WORK REQUEST -> Return all entries below exactly. Skip nothing.

SUPPLIED RECORDS ->
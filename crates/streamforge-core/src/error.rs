//! Error types for StreamForge

use std::fmt;

use thiserror::Error;

/// Main error type for StreamForge operations
#[derive(Debug, Error)]
pub enum StreamForgeError {
    /// The constraint graph or its configuration is invalid. Raised while
    /// building, before any fact is inserted.
    #[error("Configuration error: {0}")]
    Config(String),

    /// A fact handle that is not (or no longer) part of the working facts.
    #[error("Unknown fact handle {0}")]
    UnknownFact(u64),

    /// A fact was accessed or mutated as the wrong type.
    #[error("Fact type mismatch: expected {expected}, found {found}")]
    FactType {
        expected: &'static str,
        found: &'static str,
    },

    /// The incremental score disagrees with a from-scratch calculation.
    #[error("{0}")]
    ScoreCorruption(Box<CorruptionReport>),

    /// Invalid operation for the current state
    #[error("Invalid state: {0}")]
    InvalidState(String),
}

/// Result type alias for StreamForge operations
pub type Result<T> = std::result::Result<T, StreamForgeError>;

/// Score difference of one constraint between incremental and from-scratch
/// evaluation. Scores are kept in their display form so the report does not
/// depend on the score type.
#[derive(Debug, Clone, PartialEq, Eq)]
pub struct ConstraintScoreDiff {
    pub constraint: String,
    pub incremental: String,
    pub from_scratch: String,
}

/// Everything needed to reproduce a score corruption.
#[derive(Debug, Clone, Default, PartialEq, Eq)]
pub struct CorruptionReport {
    /// The move (or operation) after which the corruption was observed.
    pub move_description: String,
    pub incremental_score: String,
    pub from_scratch_score: String,
    pub constraint_diffs: Vec<ConstraintScoreDiff>,
    /// Facts as `Debug` text before the move was applied.
    pub before_move: Vec<String>,
    pub after_move: Vec<String>,
    pub after_undo: Vec<String>,
}

impl fmt::Display for CorruptionReport {
    fn fmt(&self, f: &mut fmt::Formatter<'_>) -> fmt::Result {
        writeln!(
            f,
            "Score corruption after [{}]: incremental score {} != from-scratch score {}",
            self.move_description, self.incremental_score, self.from_scratch_score
        )?;
        for diff in &self.constraint_diffs {
            writeln!(
                f,
                "  constraint [{}]: incremental {} / from scratch {}",
                diff.constraint, diff.incremental, diff.from_scratch
            )?;
        }
        write_snapshot(f, "before move", &self.before_move)?;
        write_snapshot(f, "after move", &self.after_move)?;
        write_snapshot(f, "after undo", &self.after_undo)
    }
}

fn write_snapshot(f: &mut fmt::Formatter<'_>, label: &str, facts: &[String]) -> fmt::Result {
    if facts.is_empty() {
        return Ok(());
    }
    writeln!(f, "  facts {} ({}):", label, facts.len())?;
    for fact in facts {
        writeln!(f, "    {}", fact)?;
    }
    Ok(())
}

RESULT ->
filename crates/streamforge-core/src/error.rs
//! Error types for StreamForge

use std::fmt;

use thiserror::Error;

/// Main error type for StreamForge operations
#[derive(Debug, Error)]
pub enum StreamForgeError {
    /// The constraint graph or its configuration is invalid. Raised while
    /// building, before any fact is inserted.
    #[error("Configuration error: {0}")]
    Config(String),

    /// A fact handle that is not (or no longer) part of the working facts.
    #[error("Unknown fact handle {0}")]
    UnknownFact(u64),

    /// A fact was accessed or mutated as the wrong type.
    #[error("Fact type mismatch: expected {expected}, found {found}")]
    FactType {
        expected: &'static str,
        found: &'static str,
    },

    /// The incremental score disagrees with a from-scratch calculation.
    #[error("{0}")]
    ScoreCorruption(Box<CorruptionReport>),

    /// Invalid operation for the current state
    #[error("Invalid state: {0}")]
    InvalidState(String),
}

/// Result type alias for StreamForge operations
pub type Result<T> = std::result::Result<T, StreamForgeError>;

/// Score difference of one constraint between incremental and from-scratch
/// evaluation. Scores are kept in their display form so the report does not
/// depend on the score type.
#[derive(Debug, Clone, PartialEq, Eq)]
pub struct ConstraintScoreDiff {
    pub constraint: String,
    pub incremental: String,
    pub from_scratch: String,
}

/// Everything needed to reproduce a score corruption.
#[derive(Debug, Clone, Default, PartialEq, Eq)]
pub struct CorruptionReport {
    /// The move (or operation) after which the corruption was observed.
    pub move_description: String,
    pub incremental_score: String,
    pub from_scratch_score: String,
    pub constraint_diffs: Vec<ConstraintScoreDiff>,
    /// Facts as `Debug` text before the move was applied.
    pub before_move: Vec<String>,
    pub after_move: Vec<String>,
    pub after_undo: Vec<String>,
}

impl fmt::Display for CorruptionReport {
    fn fmt(&self, f: &mut fmt::Formatter<'_>) -> fmt::Result {
        writeln!(
            f,
            "Score corruption after [{}]: incremental score {} != from-scratch score {}",
            self.move_description, self.incremental_score, self.from_scratch_score
        )?;
        for diff in &self.constraint_diffs {
            writeln!(
                f,
                "  constraint [{}]: incremental {} / from scratch {}",
                diff.constraint, diff.incremental, diff.from_scratch
            )?;
        }
        write_snapshot(f, "before move", &self.before_move)?;
        write_snapshot(f, "after move", &self.after_move)?;
        write_snapshot(f, "after undo", &self.after_undo)
    }
}

fn write_snapshot(f: &mut fmt::Formatter<'_>, label: &str, facts: &[String]) -> fmt::Result {
    if facts.is_empty() {
        return Ok(());
    }
    writeln!(f, "  facts {} ({}):", label, facts.len())?;
    for fact in facts {
        writeln!(f, "    {}", fact)?;
    }
    Ok(())
}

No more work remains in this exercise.